Sanders, who supports raising the minimum wage to $15 an hour, has used his stance as a wedge to win liberal primary voters away from Clinton. She backs a national rate of $12 per hour, with some localities able to go as high as $15.
Largely lost in the tumult is just how rapidly the debate over the minimum wage has shifted during the past few years, at least on the Democratic side. (Republicans, by and large, are skeptical about raising the minimum wage, though Donald Trump said on May 8 that he "would like to see an increase of some magnitude, but I'd rather leave it to the states.")

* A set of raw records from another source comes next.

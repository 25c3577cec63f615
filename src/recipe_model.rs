//! # Recipe and Quantity Data Model
//!
//! This module defines the records the cooking assistant works on: catalog
//! recipes, their structured ingredient quantities, and the scaled quantities
//! derived from them.
//!
//! ## Core Concepts
//!
//! - **Recipe**: A catalog entry keyed by its (case-sensitive) name
//! - **IngredientQuantity**: A quantity expression, unit and ingredient name as stored in the catalog
//! - **QuantityValue**: Either a numeric amount or opaque text that is never scaled
//!
//! ## Usage
//!
//! ```rust
//! use cooking_assistant::recipe_model::{IngredientQuantity, Recipe};
//!
//! let idli = Recipe::new("Idli")
//!     .with_ingredients("rice,urad dal,salt,water,oil")
//!     .with_course("South Indian Breakfast")
//!     .with_diet("Vegetarian")
//!     .with_default_servings(4)
//!     .with_quantity(IngredientQuantity::new("2", "cup", "rice"));
//!
//! assert_eq!(idli.raw_ingredient_count(), 5);
//! ```

use serde::{Deserialize, Serialize};
use std::fmt;

/// Sentinel quantity text that is never scaled
pub const AS_REQUIRED: &str = "as required";

/// A recipe as loaded into the catalog
#[derive(Debug, Clone, PartialEq, Serialize, Deserialize)]
pub struct Recipe {
    /// Unique, case-sensitive catalog key
    pub name: String,

    /// Translated display name, falls back to `name` when absent
    #[serde(default, alias = "TranslatedRecipeName")]
    pub translated_name: Option<String>,

    /// Raw comma-separated ingredient names used for matching
    #[serde(default, alias = "P-Ingredients")]
    pub ingredients: String,

    /// Free-text course label (e.g. "South Indian Breakfast")
    #[serde(default)]
    pub course: String,

    /// Free-text diet label (e.g. "Vegetarian")
    #[serde(default)]
    pub diet: String,

    /// Number of servings the structured quantities are written for, required in catalog data
    #[serde(alias = "DefaultServings")]
    pub default_servings: u32,

    /// Structured per-ingredient quantities
    #[serde(default, alias = "Ingredients")]
    pub quantities: Vec<IngredientQuantity>,

    #[serde(default, alias = "image-url")]
    pub image_url: String,

    #[serde(default, alias = "TotalTimeInMins")]
    pub total_time_minutes: u32,
}

/// A single structured ingredient line of a recipe
#[derive(Debug, Clone, PartialEq, Serialize, Deserialize)]
pub struct IngredientQuantity {
    /// Quantity expression: a decimal, a simple fraction "a/b", "as required", or free text
    #[serde(alias = "Quantity")]
    pub quantity: String,

    /// Unit of measurement, possibly empty
    #[serde(default, alias = "Unit")]
    pub unit: String,

    /// Ingredient name
    #[serde(default, alias = "Name")]
    pub name: String,
}

/// A quantity after interpretation: numeric amounts scale, opaque text never does
#[derive(Debug, Clone, PartialEq, Serialize, Deserialize)]
#[serde(untagged)]
pub enum QuantityValue {
    /// A parsed amount (from a decimal or a fraction)
    Numeric(f64),
    /// Text kept verbatim ("as required", ranges, descriptive amounts)
    Opaque(String),
}

/// An ingredient line with its scaled quantity
#[derive(Debug, Clone, PartialEq, Serialize, Deserialize)]
pub struct ScaledIngredient {
    pub name: String,
    pub unit: String,
    pub quantity: QuantityValue,
}

/// A recipe rescaled to a requested number of servings
#[derive(Debug, Clone, PartialEq, Serialize, Deserialize)]
pub struct ScaledRecipe {
    pub recipe_name: String,
    pub desired_servings: u32,
    pub default_servings: u32,
    pub ingredients: Vec<ScaledIngredient>,
    pub image_url: String,
    pub course: String,
    pub diet: String,
}

impl Recipe {
    /// Create a new recipe with just a name
    pub fn new(name: &str) -> Self {
        Self {
            name: name.to_string(),
            translated_name: None,
            ingredients: String::new(),
            course: String::new(),
            diet: String::new(),
            default_servings: 1,
            quantities: Vec::new(),
            image_url: String::new(),
            total_time_minutes: 0,
        }
    }

    /// Set the raw comma-separated ingredient list
    pub fn with_ingredients(mut self, ingredients: &str) -> Self {
        self.ingredients = ingredients.to_string();
        self
    }

    /// Set the course label
    pub fn with_course(mut self, course: &str) -> Self {
        self.course = course.to_string();
        self
    }

    /// Set the diet label
    pub fn with_diet(mut self, diet: &str) -> Self {
        self.diet = diet.to_string();
        self
    }

    /// Set the default serving count
    pub fn with_default_servings(mut self, servings: u32) -> Self {
        self.default_servings = servings;
        self
    }

    /// Append a structured ingredient quantity
    pub fn with_quantity(mut self, quantity: IngredientQuantity) -> Self {
        self.quantities.push(quantity);
        self
    }

    /// Set the translated display name
    pub fn with_translated_name(mut self, translated_name: &str) -> Self {
        self.translated_name = Some(translated_name.to_string());
        self
    }

    /// Set the image reference
    pub fn with_image_url(mut self, image_url: &str) -> Self {
        self.image_url = image_url.to_string();
        self
    }

    /// Set the total preparation time
    pub fn with_total_time(mut self, minutes: u32) -> Self {
        self.total_time_minutes = minutes;
        self
    }

    /// Name shown to users
    pub fn display_name(&self) -> &str {
        match &self.translated_name {
            Some(translated) if !translated.trim().is_empty() => translated,
            _ => &self.name,
        }
    }

    /// Number of comma-separated tokens in the raw ingredient list, duplicates included
    pub fn raw_ingredient_count(&self) -> usize {
        self.ingredients.split(',').count()
    }
}

impl IngredientQuantity {
    pub fn new(quantity: &str, unit: &str, name: &str) -> Self {
        Self {
            quantity: quantity.to_string(),
            unit: unit.to_string(),
            name: name.to_string(),
        }
    }

    /// Check if this line uses the "as required" sentinel
    pub fn is_as_required(&self) -> bool {
        self.quantity.trim().eq_ignore_ascii_case(AS_REQUIRED)
    }
}

impl QuantityValue {
    /// Numeric amount, if any
    pub fn as_f64(&self) -> Option<f64> {
        match self {
            QuantityValue::Numeric(value) => Some(*value),
            QuantityValue::Opaque(_) => None,
        }
    }

    pub fn is_opaque(&self) -> bool {
        matches!(self, QuantityValue::Opaque(_))
    }
}

impl fmt::Display for QuantityValue {
    fn fmt(&self, f: &mut fmt::Formatter<'_>) -> fmt::Result {
        match self {
            QuantityValue::Numeric(amount) => {
                if amount.fract() == 0.0 {
                    write!(f, "{}", *amount as i64)
                } else {
                    write!(f, "{}", amount)
                }
            }
            QuantityValue::Opaque(text) => write!(f, "{}", text),
        }
    }
}

impl fmt::Display for ScaledIngredient {
    fn fmt(&self, f: &mut fmt::Formatter<'_>) -> fmt::Result {
        if self.unit.is_empty() {
            write!(f, "{} {}", self.quantity, self.name)
        } else {
            write!(f, "{} {} {}", self.quantity, self.unit, self.name)
        }
    }
}
use anyhow::{Context, Result};
use clap::{Parser, Subcommand};
use log::info;
use rand::rngs::StdRng;
use rand::SeedableRng;
use serde::Serialize;
use std::env;
use tracing_subscriber::EnvFilter;

use cooking_assistant::catalog::JsonFileCatalogProvider;
use cooking_assistant::config::AssistantConfig;
use cooking_assistant::CookingAssistant;

#[derive(Debug, Parser)]
#[command(
    name = "cooking-assistant",
    version,
    about = "Recipe recommendations, scaling and weekly menus"
)]
struct Cli {
    /// JSON recipe catalog, overrides RECIPE_CATALOG_PATH
    #[arg(long, global = true)]
    catalog: Option<String>,

    #[command(subcommand)]
    command: Command,
}

#[derive(Debug, Subcommand)]
enum Command {
    /// Recommend recipes for a comma-separated ingredient list
    Recommend {
        ingredients: String,
        #[arg(long)]
        top_n: Option<usize>,
    },
    /// Rescale a recipe's quantities to a number of servings
    Scale { recipe: String, servings: String },
    /// Build a seven-day menu
    Menu {
        /// Diet to include, may be repeated
        #[arg(long = "diet")]
        diets: Vec<String>,
        #[arg(long)]
        seed: Option<u64>,
    },
}

fn init_logging() {
    // LOG_FORMAT=json switches to structured output for log shippers
    if env::var("LOG_FORMAT").map(|f| f.eq_ignore_ascii_case("json")).unwrap_or(false) {
        tracing_subscriber::fmt()
            .json()
            .with_env_filter(EnvFilter::from_default_env())
            .with_writer(std::io::stderr)
            .init();
    } else {
        env_logger::init();
    }
}

fn print_json<T: Serialize>(value: &T) -> Result<()> {
    let output = serde_json::to_string_pretty(value).context("Failed to serialize output")?;
    println!("{output}");
    Ok(())
}

fn main() -> Result<()> {
    // Load environment variables from .env file before logging reads them
    dotenv::dotenv().ok();
    init_logging();

    info!("Starting cooking assistant");

    let cli = Cli::parse();
    let mut config = AssistantConfig::from_env()?;
    if cli.catalog.is_some() {
        config.catalog_path = cli.catalog.clone();
    }

    let catalog_path = config
        .catalog_path
        .clone()
        .context("No recipe catalog given, set RECIPE_CATALOG_PATH or pass --catalog")?;
    let provider = JsonFileCatalogProvider::open(&catalog_path)
        .with_context(|| format!("Failed to open recipe catalog {catalog_path}"))?;

    let assistant = CookingAssistant::new(provider, config);

    match cli.command {
        Command::Recommend { ingredients, top_n } => {
            print_json(&assistant.recommend(&ingredients, top_n)?)?;
        }
        Command::Scale { recipe, servings } => {
            print_json(&assistant.scale_recipe(&recipe, &servings)?)?;
        }
        Command::Menu { diets, seed } => {
            let menu = match seed {
                Some(seed) => {
                    let mut rng = StdRng::seed_from_u64(seed);
                    assistant.weekly_menu_with_rng(diets.as_slice(), &mut rng)?
                }
                None => assistant.weekly_menu(diets.as_slice())?,
            };
            print_json(&menu)?;
        }
    }

    Ok(())
}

Among Democrats, the minimum-wage rhetoric has moved so fast that it's outrun academic research on the subject. This has left Sanders touting support for a minimum wage level that hasn't received much academic vetting — and that leaves unanswered the question of what the downside of a large wage increase could be.
In his first presidential campaign in 2008, Barack Obama promised to raise the minimum wage to $9.50 by 2011. Once in office, he largely avoided the issue until 2013, when he adopted the cause of a $10.10 minimum wage.
Now, both Democratic candidates are on record saying $10.10 is far too low.
Sanders calls instead for an increase of $7.75. That's more than double the present level — which has been steady at $7.25 since 2009 — and it's 40 percent higher than the all-time highest inflation-adjusted minimum wage level, $10.69 in February 1968. (Sanders' bump, it should be noted, wouldn't come all at once; a bill he introduced in 2015 would phase in the $15 wage incrementally by 2020.)
Why is such a sizable increase being proposed now? The biggest factor is probably the success of city-based efforts to raise the minimum wage to $15 in Los Angeles, San Francisco and Seattle in recent years.